● **RECORDS SHOWN**:
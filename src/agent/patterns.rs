// ABOUTME: Known failure signatures matched against lowercased log lines.
// ABOUTME: Pattern order is priority order: the first match wins.

use serde::Serialize;
use std::sync::Arc;

/// How urgent a detected failure is.
#[derive(Debug, Clone, Copy, PartialEq, Eq, PartialOrd, Ord, Serialize)]
#[serde(rename_all = "snake_case")]
pub enum Severity {
    Low,
    Medium,
    High,
}

/// Failure category a pattern classifies into. Fix strategies are registered
/// per category.
#[derive(Debug, Clone, Copy, PartialEq, Eq, Hash, Serialize)]
#[serde(rename_all = "snake_case")]
pub enum Category {
    BuildpackFailure,
    RegistryAuthFailed,
    RepositoryNotFound,
    RevisionMissing,
    ImagePullBackoff,
    DnsResolutionFailed,
    PermissionDenied,
    LoadBalancerPending,
}

impl Category {
    pub fn all() -> [Category; 8] {
        [
            Category::BuildpackFailure,
            Category::RegistryAuthFailed,
            Category::RepositoryNotFound,
            Category::RevisionMissing,
            Category::ImagePullBackoff,
            Category::DnsResolutionFailed,
            Category::PermissionDenied,
            Category::LoadBalancerPending,
        ]
    }
}

/// A single trigger for a pattern. Lines are lowercased before matching, so
/// substrings must be lowercase too.
#[derive(Debug, Clone)]
pub enum Matcher {
    Substring(&'static str),
    Regex(regex::Regex),
}

impl Matcher {
    pub fn matches(&self, lowered: &str) -> bool {
        match self {
            Matcher::Substring(needle) => lowered.contains(needle),
            Matcher::Regex(re) => re.is_match(lowered),
        }
    }
}

/// A named failure signature: any matcher hitting classifies the line.
#[derive(Debug, Clone)]
pub struct ErrorPattern {
    pub name: &'static str,
    pub matchers: Vec<Matcher>,
    pub severity: Severity,
    pub category: Category,
}

impl ErrorPattern {
    pub fn matches(&self, lowered: &str) -> bool {
        self.matchers.iter().any(|m| m.matches(lowered))
    }
}

fn regex(pattern: &str) -> Matcher {
    Matcher::Regex(regex::Regex::new(pattern).expect("pattern regex must compile"))
}

/// The built-in pattern table, in priority order.
pub fn default_patterns() -> Vec<Arc<ErrorPattern>> {
    vec![
        Arc::new(ErrorPattern {
            name: "buildpack_failure",
            matchers: vec![
                Matcher::Substring("failed to fetch base layers"),
                Matcher::Substring("failed to build"),
                Matcher::Substring("buildpack failure"),
            ],
            severity: Severity::High,
            category: Category::BuildpackFailure,
        }),
        Arc::new(ErrorPattern {
            name: "registry_auth_failed",
            matchers: vec![
                Matcher::Substring("authentication failed"),
                Matcher::Substring("unauthorized"),
                Matcher::Substring("no basic auth credentials"),
            ],
            severity: Severity::High,
            category: Category::RegistryAuthFailed,
        }),
        Arc::new(ErrorPattern {
            name: "repository_not_found",
            matchers: vec![
                Matcher::Substring("repository not found"),
                Matcher::Substring("no such repository"),
                Matcher::Substring("name unknown"),
            ],
            severity: Severity::Medium,
            category: Category::RepositoryNotFound,
        }),
        Arc::new(ErrorPattern {
            name: "revision_missing",
            matchers: vec![
                Matcher::Substring("revision missing"),
                Matcher::Substring("revision not found"),
            ],
            severity: Severity::Medium,
            category: Category::RevisionMissing,
        }),
        Arc::new(ErrorPattern {
            name: "image_pull_backoff",
            matchers: vec![
                Matcher::Substring("imagepullbackoff"),
                Matcher::Substring("errimagepull"),
                Matcher::Substring("failed to pull image"),
                Matcher::Substring("manifest unknown"),
            ],
            severity: Severity::High,
            category: Category::ImagePullBackoff,
        }),
        Arc::new(ErrorPattern {
            name: "dns_resolution_failed",
            matchers: vec![
                Matcher::Substring("could not resolve host"),
                Matcher::Substring("no such host"),
                Matcher::Substring("dns failed"),
            ],
            severity: Severity::Medium,
            category: Category::DnsResolutionFailed,
        }),
        Arc::new(ErrorPattern {
            name: "permission_denied",
            matchers: vec![
                Matcher::Substring("permission denied"),
                Matcher::Substring("access denied"),
                Matcher::Substring("forbidden"),
            ],
            severity: Severity::High,
            category: Category::PermissionDenied,
        }),
        Arc::new(ErrorPattern {
            name: "loadbalancer_pending",
            matchers: vec![
                Matcher::Substring("loadbalancer pending"),
                regex(r"external[-\s]+ip.*pending"),
            ],
            severity: Severity::Low,
            category: Category::LoadBalancerPending,
        }),
    ]
}
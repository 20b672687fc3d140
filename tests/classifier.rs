// ABOUTME: Table-driven classification tests over the built-in pattern set.
// ABOUTME: Verifies trigger phrases, benign negatives, and the priority order.

use caravel::agent::{Category, Classifier};

fn classify(line: &str) -> Option<Category> {
    Classifier::default()
        .classify(line)
        .map(|e| e.pattern.category)
}

#[test]
fn trigger_phrases_classify_into_their_category() {
    let cases: &[(&str, Category)] = &[
        ("ERROR: failed to build: exit status 51", Category::BuildpackFailure),
        ("failed to fetch base layers: denied", Category::BuildpackFailure),
        ("buildpack failure during detect phase", Category::BuildpackFailure),
        ("Error response from daemon: authentication failed", Category::RegistryAuthFailed),
        ("pull access denied, unauthorized", Category::RegistryAuthFailed),
        ("no basic auth credentials", Category::RegistryAuthFailed),
        ("repository not found in registry", Category::RepositoryNotFound),
        ("no such repository: my-app", Category::RepositoryNotFound),
        ("name unknown: The repository does not exist", Category::RepositoryNotFound),
        ("Revision missing for configuration", Category::RevisionMissing),
        ("revision not found: my-app-00001", Category::RevisionMissing),
        ("Back-off pulling image, ImagePullBackOff", Category::ImagePullBackoff),
        ("ErrImagePull on container user-container", Category::ImagePullBackoff),
        ("failed to pull image my-app:latest", Category::ImagePullBackoff),
        ("manifest unknown: requested image not found", Category::ImagePullBackoff),
        ("curl: (6) Could not resolve host: registry", Category::DnsResolutionFailed),
        ("dial tcp: lookup api: no such host", Category::DnsResolutionFailed),
        ("dns failed for cluster endpoint", Category::DnsResolutionFailed),
        ("mkdir /var/run: permission denied", Category::PermissionDenied),
        ("AccessDeniedException: access denied", Category::PermissionDenied),
        ("Error from server (Forbidden): forbidden", Category::PermissionDenied),
        ("service loadbalancer pending", Category::LoadBalancerPending),
        ("EXTERNAL-IP    <pending>", Category::LoadBalancerPending),
    ];

    for (line, expected) in cases {
        assert_eq!(
            classify(line).as_ref(),
            Some(expected),
            "line should classify as {expected:?}: {line}"
        );
    }
}

#[test]
fn benign_lines_never_classify() {
    let benign = [
        "build successful",
        "all checks passed",
        "Deploy completed without errors",
        "Service is running normally",
        "Pulling layer 3/7 done",
        "service.serving.knative.dev/my-app configured",
    ];

    for line in benign {
        assert_eq!(classify(line), None, "benign line classified: {line}");
    }
}

#[test]
fn earlier_pattern_wins_when_phrases_overlap() {
    // Buildpack failure is registered before registry auth.
    assert_eq!(
        classify("failed to build: push was unauthorized"),
        Some(Category::BuildpackFailure)
    );
}

#[test]
fn matching_ignores_case() {
    assert_eq!(
        classify("FAILED TO PULL IMAGE my-app"),
        Some(Category::ImagePullBackoff)
    );
    assert_eq!(
        classify("No Basic Auth Credentials"),
        Some(Category::RegistryAuthFailed)
    );
}
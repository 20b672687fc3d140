// ABOUTME: Posts run summaries to an optional tracking endpoint.
// ABOUTME: Failures here are surfaced as warnings, never as pipeline failures.

use std::time::Duration;

use crate::pipeline::PipelineRun;

const REPORT_TIMEOUT: Duration = Duration::from_secs(10);

#[derive(Debug, thiserror::Error)]
pub enum ReportError {
    #[error("report request failed: {0}")]
    Http(#[from] reqwest::Error),

    #[error("report endpoint returned status {0}")]
    Status(u16),
}

/// Client for the deployment tracking endpoint.
#[derive(Debug, Clone)]
pub struct RunReporter {
    endpoint: String,
    client: reqwest::Client,
}

impl RunReporter {
    pub fn new(endpoint: impl Into<String>) -> Result<Self, ReportError> {
        let client = reqwest::Client::builder()
            .timeout(REPORT_TIMEOUT)
            .build()?;
        Ok(RunReporter {
            endpoint: endpoint.into(),
            client,
        })
    }

    /// POST the run summary to `<endpoint>/deployments`.
    pub async fn post(&self, run: &PipelineRun) -> Result<(), ReportError> {
        let url = format!("{}/deployments", self.endpoint.trim_end_matches('/'));
        let response = self.client.post(&url).json(&run.to_report()).send().await?;

        let status = response.status();
        if !status.is_success() {
            return Err(ReportError::Status(status.as_u16()));
        }

        tracing::debug!(url = %url, "run summary posted");
        Ok(())
    }
}

#[cfg(test)]
mod tests {
    use super::*;

    #[test]
    fn trailing_slash_is_normalized() {
        let reporter = RunReporter::new("https://track.example.com/").unwrap();
        assert_eq!(reporter.endpoint, "https://track.example.com/");
        // The slash is trimmed at request time; construction keeps the input.
        assert_eq!(
            format!("{}/deployments", reporter.endpoint.trim_end_matches('/')),
            "https://track.example.com/deployments"
        );
    }
}
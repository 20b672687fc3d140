// ABOUTME: End-to-end pipeline tests over the scripted fake runner.
// ABOUTME: Covers the happy path, build fallback, warning degradation, and aborts.

mod support;

use support::{FakeRunner, Outcome, Rule};

use caravel::config::Config;
use caravel::pipeline::{Pipeline, RunStatus};
use caravel::runner::NullSink;
use caravel::stages::{AppKind, BuildPath, deploy_service};
use caravel::types::ImageRef;
use std::time::Duration;

const BASE_CONFIG: &str = r#"
project: my-app
registry:
  region: us-east-1
"#;

fn config(yaml: &str) -> Config {
    Config::from_yaml(yaml).unwrap()
}

fn local_image() -> ImageRef {
    ImageRef::parse("my-app:latest").unwrap()
}

fn identity_rules() -> Vec<Rule> {
    vec![
        Rule::new("aws", Outcome::ok_stdout("123456789012\n")).with_args("get-caller-identity"),
        Rule::new("aws", Outcome::ok_stdout("registry-password\n")).with_args("get-login-password"),
    ]
}

#[tokio::test]
async fn full_pipeline_succeeds_via_buildpack() {
    let runner = FakeRunner::new(identity_rules());
    let source = tempfile::tempdir().unwrap();

    let pipeline = Pipeline::new(config(BASE_CONFIG), local_image());
    let pipeline = pipeline
        .build(&runner, &NullSink, source.path())
        .await
        .map_err(|(_, e)| e)
        .expect("build");
    let pipeline = pipeline
        .push(&runner, &NullSink)
        .await
        .map_err(|(_, e)| e)
        .expect("push");
    let pipeline = pipeline
        .deploy(&runner, &NullSink)
        .await
        .map_err(|(_, e)| e)
        .expect("deploy");
    let pipeline = pipeline.attach_resources(&runner, &NullSink).await;
    let run = pipeline.report(None).await.finish();

    assert_eq!(run.status, RunStatus::Succeeded);
    assert_eq!(run.build_path, Some(BuildPath::Buildpack));
    assert!(run.warnings.is_empty());
    assert!(run.finished_at.is_some());
    assert_eq!(
        run.image.unwrap().to_string(),
        "123456789012.dkr.ecr.us-east-1.amazonaws.com/my-app:latest"
    );

    // The service descriptor landed in the cluster with a warm instance pinned.
    let cluster = runner.cluster();
    let manifest = cluster.get("Service/my-app").expect("service applied");
    let doc: serde_yaml::Value = serde_yaml::from_str(manifest).unwrap();
    assert_eq!(
        doc["spec"]["template"]["metadata"]["annotations"]["autoscaling.knative.dev/minScale"],
        "1"
    );
}

#[tokio::test]
async fn push_steps_run_in_order() {
    let runner = FakeRunner::new(identity_rules());
    let source = tempfile::tempdir().unwrap();

    let pipeline = Pipeline::new(config(BASE_CONFIG), local_image());
    let pipeline = pipeline
        .build(&runner, &NullSink, source.path())
        .await
        .map_err(|(_, e)| e)
        .expect("build");
    pipeline
        .push(&runner, &NullSink)
        .await
        .map_err(|(_, e)| e)
        .expect("push");

    let calls = runner.calls();
    let position = |needle: &str| {
        calls
            .iter()
            .position(|c| c.contains(needle))
            .unwrap_or_else(|| panic!("missing call: {needle}"))
    };

    assert!(position("docker tag") < position("get-login-password"));
    assert!(position("get-login-password") < position("docker login"));
    assert!(position("docker login") < position("describe-repositories"));
    assert!(position("describe-repositories") < position("docker push"));
}

#[tokio::test]
async fn missing_pack_falls_back_to_generated_dockerfile() {
    let mut rules = identity_rules();
    rules.push(Rule::new("pack", Outcome::Missing));
    let runner = FakeRunner::new(rules);

    let source = tempfile::tempdir().unwrap();
    std::fs::write(source.path().join("package.json"), "{}").unwrap();

    let pipeline = Pipeline::new(config(BASE_CONFIG), local_image());
    let pipeline = pipeline
        .build(&runner, &NullSink, source.path())
        .await
        .map_err(|(_, e)| e)
        .expect("build");

    assert_eq!(
        pipeline.record().build_path,
        Some(BuildPath::Dockerfile(AppKind::Node))
    );
    assert_eq!(runner.call_count("docker build --platform linux/amd64"), 1);
}

#[tokio::test]
async fn both_build_paths_failing_aborts_the_run() {
    let runner = FakeRunner::new(vec![
        Rule::new("pack", Outcome::fails(1, &["ERROR: failed to build: exit status 51"])),
        Rule::new("docker", Outcome::fails(1, &["failed to fetch base layers"]))
            .with_args("build"),
    ]);
    let source = tempfile::tempdir().unwrap();

    let pipeline = Pipeline::new(config(BASE_CONFIG), local_image());
    let (failed, error) = pipeline
        .build(&runner, &NullSink, source.path())
        .await
        .err()
        .expect("build must fail");

    let run = failed.abort(&error);
    assert_eq!(run.status, RunStatus::Failed);
    let message = run.error.unwrap();
    assert!(message.contains("failed to fetch base layers"), "{message}");
}

#[tokio::test]
async fn missing_repository_is_created_before_push() {
    let mut rules = identity_rules();
    rules.push(
        Rule::new("aws", Outcome::fails(1, &["RepositoryNotFoundException"]))
            .with_args("describe-repositories"),
    );
    let runner = FakeRunner::new(rules);
    let source = tempfile::tempdir().unwrap();

    let pipeline = Pipeline::new(config(BASE_CONFIG), local_image());
    let pipeline = pipeline
        .build(&runner, &NullSink, source.path())
        .await
        .map_err(|(_, e)| e)
        .expect("build");
    pipeline
        .push(&runner, &NullSink)
        .await
        .map_err(|(_, e)| e)
        .expect("push");

    assert_eq!(runner.call_count("create-repository"), 1);
}

#[tokio::test]
async fn database_attach_failure_degrades_to_warning() {
    let mut rules = identity_rules();
    rules.push(
        Rule::new("kubectl", Outcome::fails(1, &["secret \"my-app-db\" is forbidden"]))
            .with_stdin("my-app-db"),
    );
    let runner = FakeRunner::new(rules);
    let source = tempfile::tempdir().unwrap();

    let with_db = format!(
        "{BASE_CONFIG}
database:
  host: db.internal
  name: appdb
"
    );

    let pipeline = Pipeline::new(config(&with_db), local_image());
    let pipeline = pipeline
        .build(&runner, &NullSink, source.path())
        .await
        .map_err(|(_, e)| e)
        .expect("build");
    let pipeline = pipeline
        .push(&runner, &NullSink)
        .await
        .map_err(|(_, e)| e)
        .expect("push");
    let pipeline = pipeline
        .deploy(&runner, &NullSink)
        .await
        .map_err(|(_, e)| e)
        .expect("deploy");
    let pipeline = pipeline.attach_resources(&runner, &NullSink).await;
    let run = pipeline.report(None).await.finish();

    assert_eq!(run.status, RunStatus::Succeeded);
    assert_eq!(run.warnings.len(), 1);
    assert!(run.warnings[0].contains("forbidden"));
    // The credential object never landed, but the service did.
    assert!(runner.cluster().contains_key("Service/my-app"));
    assert!(!runner.cluster().contains_key("Secret/my-app-db"));
}

#[tokio::test]
async fn reapplying_the_service_is_idempotent() {
    let runner = FakeRunner::new(Vec::new());
    let cfg = config(BASE_CONFIG);
    let image = ImageRef::parse("registry.example.com/my-app:latest").unwrap();
    let env = std::collections::HashMap::new();

    for _ in 0..2 {
        deploy_service(
            &runner,
            &NullSink,
            &cfg.project,
            &image,
            &cfg.namespace,
            cfg.port,
            &cfg.resources,
            &env,
            Duration::from_secs(5),
        )
        .await
        .expect("apply");
    }

    let services: Vec<_> = runner
        .cluster()
        .into_keys()
        .filter(|k| k.starts_with("Service/"))
        .collect();
    assert_eq!(services, vec!["Service/my-app"]);
}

● **EXERCISE OBJECTIVE**:
Give the number of lines in the material above that contain the word "response", and add nothing.

● **OUTPUT**:
3